### What you have to do:
Filter the data for lines with the word "EventDetail" and copy those lines.
- - -
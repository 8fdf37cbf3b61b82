use super::EntityId;
use chrono::NaiveDate;
use serde::{Deserialize, Serialize};
use std::fmt;

/// What kind of calendar entry an event is. Decides which action the
/// event detail screen offers.
#[derive(Clone, Copy, Debug, Default, PartialEq, Eq, Serialize, Deserialize)]
#[serde(rename_all = "lowercase")]
pub enum EventKind {
    Class,
    Assignment,
    #[default]
    Other,
}

impl fmt::Display for EventKind {
    fn fmt(&self, f: &mut fmt::Formatter<'_>) -> fmt::Result {
        let label = match self {
            EventKind::Class => "class",
            EventKind::Assignment => "assignment",
            EventKind::Other => "other",
        };
        f.write_str(label)
    }
}

#[derive(Clone, Debug, PartialEq, Serialize, Deserialize)]
pub struct Event {
    pub id: EntityId,
    /// Owning subject. Not enforced: the subject may have been deleted since.
    pub subject_id: Option<EntityId>,
    pub title: String,
    pub kind: EventKind,
    pub date: Option<NaiveDate>,
    pub start_time: String,
    pub end_time: String,
    pub notes: String,
    pub completed: bool,
    pub attendance: Option<bool>,
    pub grade: Option<f64>,
}

/// Field set submitted by the add/edit event form.
#[derive(Clone, Debug, Default, PartialEq, Serialize, Deserialize)]
pub struct EventDraft {
    pub title: String,
    pub date: Option<NaiveDate>,
    pub subject_id: Option<EntityId>,
    pub notes: String,
}

impl Event {
    /// Build a new event from a draft. Events created from the form have no
    /// kind of their own and end up as [`EventKind::Other`].
    pub fn from_draft(id: EntityId, draft: EventDraft) -> Self {
        Self {
            id,
            subject_id: draft.subject_id,
            title: draft.title,
            kind: EventKind::Other,
            date: draft.date,
            start_time: String::new(),
            end_time: String::new(),
            notes: draft.notes,
            completed: false,
            attendance: None,
            grade: None,
        }
    }

    /// Overwrite the form-editable fields, leaving kind, times and progress alone.
    pub fn apply_draft(&mut self, draft: EventDraft) {
        self.title = draft.title;
        self.date = draft.date;
        self.subject_id = draft.subject_id;
        self.notes = draft.notes;
    }

    pub fn to_draft(&self) -> EventDraft {
        EventDraft {
            title: self.title.clone(),
            date: self.date,
            subject_id: self.subject_id,
            notes: self.notes.clone(),
        }
    }
}
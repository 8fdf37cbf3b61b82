//! UI module for School Planner
//!
//! This module handles all user interface components, rendering, and user interactions.

pub mod app_component;
pub mod components;
pub mod core;
pub mod layout;
pub mod renderer;
pub mod screens;

pub use app_component::AppComponent;
pub use layout::LayoutManager;
pub use renderer::run_app;
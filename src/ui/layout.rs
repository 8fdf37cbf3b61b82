//! Layout management and calculations

use crate::constants::{HEADER_HEIGHT, HINT_BAR_HEIGHT, TAB_BAR_HEIGHT};
use ratatui::layout::{Constraint, Direction, Layout, Rect};

/// Areas of one application frame, top to bottom
#[derive(Debug, Clone, Copy, PartialEq, Eq)]
pub struct ScreenAreas {
    pub header: Rect,
    pub body: Rect,
    pub hints: Rect,
    /// Present only on views that show the tab bar
    pub tab_bar: Option<Rect>,
}

/// Manages layout calculations and constraints for the UI
pub struct LayoutManager;

impl LayoutManager {
    /// Split the terminal into header, body, hint line and optional tab bar
    #[must_use]
    pub fn screen_layout(area: Rect, show_tab_bar: bool) -> ScreenAreas {
        let tab_height = if show_tab_bar { TAB_BAR_HEIGHT } else { 0 };
        let chunks = Layout::default()
            .direction(Direction::Vertical)
            .constraints([
                Constraint::Length(HEADER_HEIGHT),
                Constraint::Min(0),
                Constraint::Length(HINT_BAR_HEIGHT),
                Constraint::Length(tab_height),
            ])
            .split(area);

        ScreenAreas {
            header: chunks[0],
            body: chunks[1],
            hints: chunks[2],
            tab_bar: show_tab_bar.then_some(chunks[3]),
        }
    }

    /// Calculate a centered rectangle within the given area
    #[must_use]
    pub fn centered_rect(percent_x: u16, percent_y: u16, r: Rect) -> Rect {
        let popup_layout = Layout::default()
            .direction(Direction::Vertical)
            .constraints([
                Constraint::Percentage((100 - percent_y) / 2),
                Constraint::Percentage(percent_y),
                Constraint::Percentage((100 - percent_y) / 2),
            ])
            .split(r);

        Layout::default()
            .direction(Direction::Horizontal)
            .constraints([
                Constraint::Percentage((100 - percent_x) / 2),
                Constraint::Percentage(percent_x),
                Constraint::Percentage((100 - percent_x) / 2),
            ])
            .split(popup_layout[1])[1]
    }

    /// Calculate a centered rectangle with percentage width and fixed line height
    #[must_use]
    pub fn centered_rect_lines(percent_x: u16, height_lines: u16, r: Rect) -> Rect {
        let popup_layout = Layout::default()
            .direction(Direction::Vertical)
            .constraints([
                Constraint::Min(0),
                Constraint::Length(height_lines),
                Constraint::Min(0),
            ])
            .split(r);

        Layout::default()
            .direction(Direction::Horizontal)
            .constraints([
                Constraint::Percentage((100 - percent_x) / 2),
                Constraint::Percentage(percent_x),
                Constraint::Percentage((100 - percent_x) / 2),
            ])
            .split(popup_layout[1])[1]
    }

    /// Stack `count` rows of `row_height` lines from the top of `area`,
    /// dropping rows that do not fit
    #[must_use]
    pub fn form_rows(area: Rect, count: usize, row_height: u16) -> Vec<Rect> {
        (0..count)
            .map(|i| {
                let offset = row_height.saturating_mul(i as u16);
                Rect::new(area.x, area.y.saturating_add(offset), area.width, row_height)
            })
            .filter(|row| row.bottom() <= area.bottom())
            .collect()
    }
}
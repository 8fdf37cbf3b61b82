use serde::{Deserialize, Serialize};

/// The single signed-in student.
///
/// The password is kept in plain text; it only exists to drive the mock
/// change-password flow.
#[derive(Clone, Debug, PartialEq, Serialize, Deserialize)]
pub struct User {
    pub name: String,
    pub handle: String,
    pub avatar: String,
    pub password: String,
}

impl User {
    /// First word of the display name, used by the Home greeting.
    pub fn first_name(&self) -> &str {
        self.name.split_whitespace().next().unwrap_or(&self.name)
    }
}
use super::selection::SelectionContext;
use super::view::{Tab, ViewId};
use crate::constants::DEFAULT_MAX_HISTORY_DEPTH;

/// A view the user navigated away from, together with the selection that was
/// active there.
#[derive(Clone, Copy, Debug, PartialEq, Eq)]
pub struct NavigationFrame {
    pub view: ViewId,
    pub selection: SelectionContext,
}

/// Manual view history.
///
/// Forward navigation pushes a frame, back pops one. Switching tabs wipes the
/// history, so back never crosses from one tab into another.
#[derive(Clone, Debug)]
pub struct NavigationStack {
    current: ViewId,
    active_tab: Tab,
    frames: Vec<NavigationFrame>,
    max_depth: usize,
}

impl NavigationStack {
    /// Fresh stack sitting on the login view. `max_depth` is clamped to at least 1.
    pub fn new(max_depth: usize) -> Self {
        Self {
            current: ViewId::Login,
            active_tab: Tab::Home,
            frames: Vec::new(),
            max_depth: max_depth.max(1),
        }
    }

    pub fn current(&self) -> ViewId {
        self.current
    }

    pub fn active_tab(&self) -> Tab {
        self.active_tab
    }

    pub fn frames(&self) -> &[NavigationFrame] {
        &self.frames
    }

    pub fn depth(&self) -> usize {
        self.frames.len()
    }

    pub fn can_go_back(&self) -> bool {
        !self.frames.is_empty()
    }

    /// Remember the current view with `selection` and move to `view`.
    ///
    /// When the history is full the oldest frame is dropped.
    pub fn navigate_to(&mut self, view: ViewId, selection: SelectionContext) {
        if self.frames.len() >= self.max_depth {
            self.frames.remove(0);
        }
        self.frames.push(NavigationFrame {
            view: self.current,
            selection,
        });
        log::debug!(
            "Navigation: {} -> {} (depth {})",
            self.current,
            view,
            self.frames.len()
        );
        self.current = view;
    }

    /// Return to the most recent frame. The popped frame is handed back so the
    /// caller can replay its selection; an empty history changes nothing.
    pub fn go_back(&mut self) -> Option<NavigationFrame> {
        let frame = self.frames.pop()?;
        log::debug!("Navigation: back {} -> {}", self.current, frame.view);
        self.current = frame.view;
        Some(frame)
    }

    /// Jump to a tab's root view with an empty history.
    pub fn switch_tab(&mut self, tab: Tab) {
        log::debug!("Navigation: switching to tab {:?}", tab);
        self.frames.clear();
        self.active_tab = tab;
        self.current = tab.view();
    }

    /// Back to the login view with an empty history.
    pub fn reset_to_login(&mut self) {
        self.frames.clear();
        self.active_tab = Tab::Home;
        self.current = ViewId::Login;
    }
}

impl Default for NavigationStack {
    fn default() -> Self {
        Self::new(DEFAULT_MAX_HISTORY_DEPTH)
    }
}

#[cfg(test)]
mod tests {
    use super::*;

    #[test]
    fn starts_on_login_with_empty_history() {
        let stack = NavigationStack::default();
        assert_eq!(stack.current(), ViewId::Login);
        assert_eq!(stack.depth(), 0);
    }

    #[test]
    fn history_is_bounded() {
        let mut stack = NavigationStack::new(2);
        stack.switch_tab(Tab::Home);
        stack.navigate_to(ViewId::EventDetail, SelectionContext::default());
        stack.navigate_to(ViewId::EditEvent, SelectionContext::default());
        stack.navigate_to(ViewId::Profile, SelectionContext::default());

        assert_eq!(stack.depth(), 2);
        assert_eq!(stack.frames()[0].view, ViewId::EventDetail);
        assert_eq!(stack.frames()[1].view, ViewId::EditEvent);
    }
}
- - -
### Exercise result:
        stack.navigate_to(ViewId::EventDetail, SelectionContext::default());
        assert_eq!(stack.frames()[0].view, ViewId::EventDetail);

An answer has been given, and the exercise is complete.